___ SUPPLIED DATA
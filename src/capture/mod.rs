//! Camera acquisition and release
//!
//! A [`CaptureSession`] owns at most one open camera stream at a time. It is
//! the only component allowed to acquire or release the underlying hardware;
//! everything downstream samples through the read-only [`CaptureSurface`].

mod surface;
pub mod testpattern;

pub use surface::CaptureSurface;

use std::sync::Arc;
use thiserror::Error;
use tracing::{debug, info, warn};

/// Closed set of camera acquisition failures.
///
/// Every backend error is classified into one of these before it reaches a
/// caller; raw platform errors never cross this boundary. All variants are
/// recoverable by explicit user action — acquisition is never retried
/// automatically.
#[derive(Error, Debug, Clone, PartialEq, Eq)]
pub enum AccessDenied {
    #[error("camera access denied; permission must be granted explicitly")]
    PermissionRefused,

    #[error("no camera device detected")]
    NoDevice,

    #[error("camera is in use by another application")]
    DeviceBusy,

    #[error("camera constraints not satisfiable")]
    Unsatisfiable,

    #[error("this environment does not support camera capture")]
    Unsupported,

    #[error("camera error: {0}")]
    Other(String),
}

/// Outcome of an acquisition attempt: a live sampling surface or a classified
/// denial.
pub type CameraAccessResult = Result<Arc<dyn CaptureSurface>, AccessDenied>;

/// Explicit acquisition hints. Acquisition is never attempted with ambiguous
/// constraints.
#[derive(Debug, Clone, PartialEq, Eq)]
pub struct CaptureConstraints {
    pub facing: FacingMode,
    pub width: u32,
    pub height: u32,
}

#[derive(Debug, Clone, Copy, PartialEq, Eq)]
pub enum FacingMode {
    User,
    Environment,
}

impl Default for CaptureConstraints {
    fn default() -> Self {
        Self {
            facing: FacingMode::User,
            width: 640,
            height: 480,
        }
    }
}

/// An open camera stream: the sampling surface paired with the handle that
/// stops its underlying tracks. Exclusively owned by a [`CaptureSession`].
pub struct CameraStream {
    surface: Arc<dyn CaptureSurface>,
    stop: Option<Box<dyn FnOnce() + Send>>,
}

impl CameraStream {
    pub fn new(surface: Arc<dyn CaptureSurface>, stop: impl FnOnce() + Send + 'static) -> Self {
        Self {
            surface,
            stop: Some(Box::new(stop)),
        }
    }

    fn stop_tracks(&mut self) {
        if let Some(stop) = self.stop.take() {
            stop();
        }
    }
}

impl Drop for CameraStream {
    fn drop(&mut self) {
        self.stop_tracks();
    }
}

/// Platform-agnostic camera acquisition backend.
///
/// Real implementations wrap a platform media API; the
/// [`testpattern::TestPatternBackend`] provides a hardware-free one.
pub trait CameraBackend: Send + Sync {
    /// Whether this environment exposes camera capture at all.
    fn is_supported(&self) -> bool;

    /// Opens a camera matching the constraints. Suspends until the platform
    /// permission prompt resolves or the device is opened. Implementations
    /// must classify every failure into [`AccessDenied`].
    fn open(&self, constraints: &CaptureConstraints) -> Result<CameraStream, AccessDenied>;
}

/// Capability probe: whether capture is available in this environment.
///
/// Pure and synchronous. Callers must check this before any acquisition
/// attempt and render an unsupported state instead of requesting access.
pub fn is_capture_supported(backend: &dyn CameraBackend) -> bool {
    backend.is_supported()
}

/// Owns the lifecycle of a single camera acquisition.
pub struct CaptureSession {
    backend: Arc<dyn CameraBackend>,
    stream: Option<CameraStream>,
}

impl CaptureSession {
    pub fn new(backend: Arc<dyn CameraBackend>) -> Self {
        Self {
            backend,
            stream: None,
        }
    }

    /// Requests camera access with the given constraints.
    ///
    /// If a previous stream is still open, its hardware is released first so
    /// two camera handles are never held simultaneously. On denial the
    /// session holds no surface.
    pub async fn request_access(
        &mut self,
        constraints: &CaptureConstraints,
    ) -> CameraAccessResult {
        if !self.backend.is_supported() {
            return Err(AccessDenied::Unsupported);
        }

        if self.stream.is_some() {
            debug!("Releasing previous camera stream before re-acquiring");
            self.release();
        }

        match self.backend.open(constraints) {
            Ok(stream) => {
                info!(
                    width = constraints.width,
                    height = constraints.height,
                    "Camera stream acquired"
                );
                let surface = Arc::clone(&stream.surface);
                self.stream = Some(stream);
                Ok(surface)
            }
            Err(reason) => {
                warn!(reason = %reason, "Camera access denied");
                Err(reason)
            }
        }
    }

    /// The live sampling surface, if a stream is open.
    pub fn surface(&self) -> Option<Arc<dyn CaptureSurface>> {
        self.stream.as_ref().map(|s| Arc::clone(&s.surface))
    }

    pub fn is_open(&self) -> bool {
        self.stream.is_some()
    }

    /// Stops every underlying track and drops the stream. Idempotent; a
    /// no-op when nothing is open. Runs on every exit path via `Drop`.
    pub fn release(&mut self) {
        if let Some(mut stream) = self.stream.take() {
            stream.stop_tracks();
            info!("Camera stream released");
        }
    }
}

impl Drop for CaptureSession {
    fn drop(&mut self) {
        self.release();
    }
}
______
PROBLEM DETAILS
For every entry above, give it back exactly as written.

ANSWER AREA
filename src/capture/mod.rs
//! Camera acquisition and release
//!
//! A [`CaptureSession`] owns at most one open camera stream at a time. It is
//! the only component allowed to acquire or release the underlying hardware;
//! everything downstream samples through the read-only [`CaptureSurface`].

mod surface;
pub mod testpattern;

pub use surface::CaptureSurface;

use std::sync::Arc;
use thiserror::Error;
use tracing::{debug, info, warn};

/// Closed set of camera acquisition failures.
///
/// Every backend error is classified into one of these before it reaches a
/// caller; raw platform errors never cross this boundary. All variants are
/// recoverable by explicit user action — acquisition is never retried
/// automatically.
#[derive(Error, Debug, Clone, PartialEq, Eq)]
pub enum AccessDenied {
    #[error("camera access denied; permission must be granted explicitly")]
    PermissionRefused,

    #[error("no camera device detected")]
    NoDevice,

    #[error("camera is in use by another application")]
    DeviceBusy,

    #[error("camera constraints not satisfiable")]
    Unsatisfiable,

    #[error("this environment does not support camera capture")]
    Unsupported,

    #[error("camera error: {0}")]
    Other(String),
}

/// Outcome of an acquisition attempt: a live sampling surface or a classified
/// denial.
pub type CameraAccessResult = Result<Arc<dyn CaptureSurface>, AccessDenied>;

/// Explicit acquisition hints. Acquisition is never attempted with ambiguous
/// constraints.
#[derive(Debug, Clone, PartialEq, Eq)]
pub struct CaptureConstraints {
    pub facing: FacingMode,
    pub width: u32,
    pub height: u32,
}

#[derive(Debug, Clone, Copy, PartialEq, Eq)]
pub enum FacingMode {
    User,
    Environment,
}

impl Default for CaptureConstraints {
    fn default() -> Self {
        Self {
            facing: FacingMode::User,
            width: 640,
            height: 480,
        }
    }
}

/// An open camera stream: the sampling surface paired with the handle that
/// stops its underlying tracks. Exclusively owned by a [`CaptureSession`].
pub struct CameraStream {
    surface: Arc<dyn CaptureSurface>,
    stop: Option<Box<dyn FnOnce() + Send>>,
}

impl CameraStream {
    pub fn new(surface: Arc<dyn CaptureSurface>, stop: impl FnOnce() + Send + 'static) -> Self {
        Self {
            surface,
            stop: Some(Box::new(stop)),
        }
    }

    fn stop_tracks(&mut self) {
        if let Some(stop) = self.stop.take() {
            stop();
        }
    }
}

impl Drop for CameraStream {
    fn drop(&mut self) {
        self.stop_tracks();
    }
}

/// Platform-agnostic camera acquisition backend.
///
/// Real implementations wrap a platform media API; the
/// [`testpattern::TestPatternBackend`] provides a hardware-free one.
pub trait CameraBackend: Send + Sync {
    /// Whether this environment exposes camera capture at all.
    fn is_supported(&self) -> bool;

    /// Opens a camera matching the constraints. Suspends until the platform
    /// permission prompt resolves or the device is opened. Implementations
    /// must classify every failure into [`AccessDenied`].
    fn open(&self, constraints: &CaptureConstraints) -> Result<CameraStream, AccessDenied>;
}

/// Capability probe: whether capture is available in this environment.
///
/// Pure and synchronous. Callers must check this before any acquisition
/// attempt and render an unsupported state instead of requesting access.
pub fn is_capture_supported(backend: &dyn CameraBackend) -> bool {
    backend.is_supported()
}

/// Owns the lifecycle of a single camera acquisition.
pub struct CaptureSession {
    backend: Arc<dyn CameraBackend>,
    stream: Option<CameraStream>,
}

impl CaptureSession {
    pub fn new(backend: Arc<dyn CameraBackend>) -> Self {
        Self {
            backend,
            stream: None,
        }
    }

    /// Requests camera access with the given constraints.
    ///
    /// If a previous stream is still open, its hardware is released first so
    /// two camera handles are never held simultaneously. On denial the
    /// session holds no surface.
    pub async fn request_access(
        &mut self,
        constraints: &CaptureConstraints,
    ) -> CameraAccessResult {
        if !self.backend.is_supported() {
            return Err(AccessDenied::Unsupported);
        }

        if self.stream.is_some() {
            debug!("Releasing previous camera stream before re-acquiring");
            self.release();
        }

        match self.backend.open(constraints) {
            Ok(stream) => {
                info!(
                    width = constraints.width,
                    height = constraints.height,
                    "Camera stream acquired"
                );
                let surface = Arc::clone(&stream.surface);
                self.stream = Some(stream);
                Ok(surface)
            }
            Err(reason) => {
                warn!(reason = %reason, "Camera access denied");
                Err(reason)
            }
        }
    }

    /// The live sampling surface, if a stream is open.
    pub fn surface(&self) -> Option<Arc<dyn CaptureSurface>> {
        self.stream.as_ref().map(|s| Arc::clone(&s.surface))
    }

    pub fn is_open(&self) -> bool {
        self.stream.is_some()
    }

    /// Stops every underlying track and drops the stream. Idempotent; a
    /// no-op when nothing is open. Runs on every exit path via `Drop`.
    pub fn release(&mut self) {
        if let Some(mut stream) = self.stream.take() {
            stream.stop_tracks();
            info!("Camera stream released");
        }
    }
}

impl Drop for CaptureSession {
    fn drop(&mut self) {
        self.release();
    }
}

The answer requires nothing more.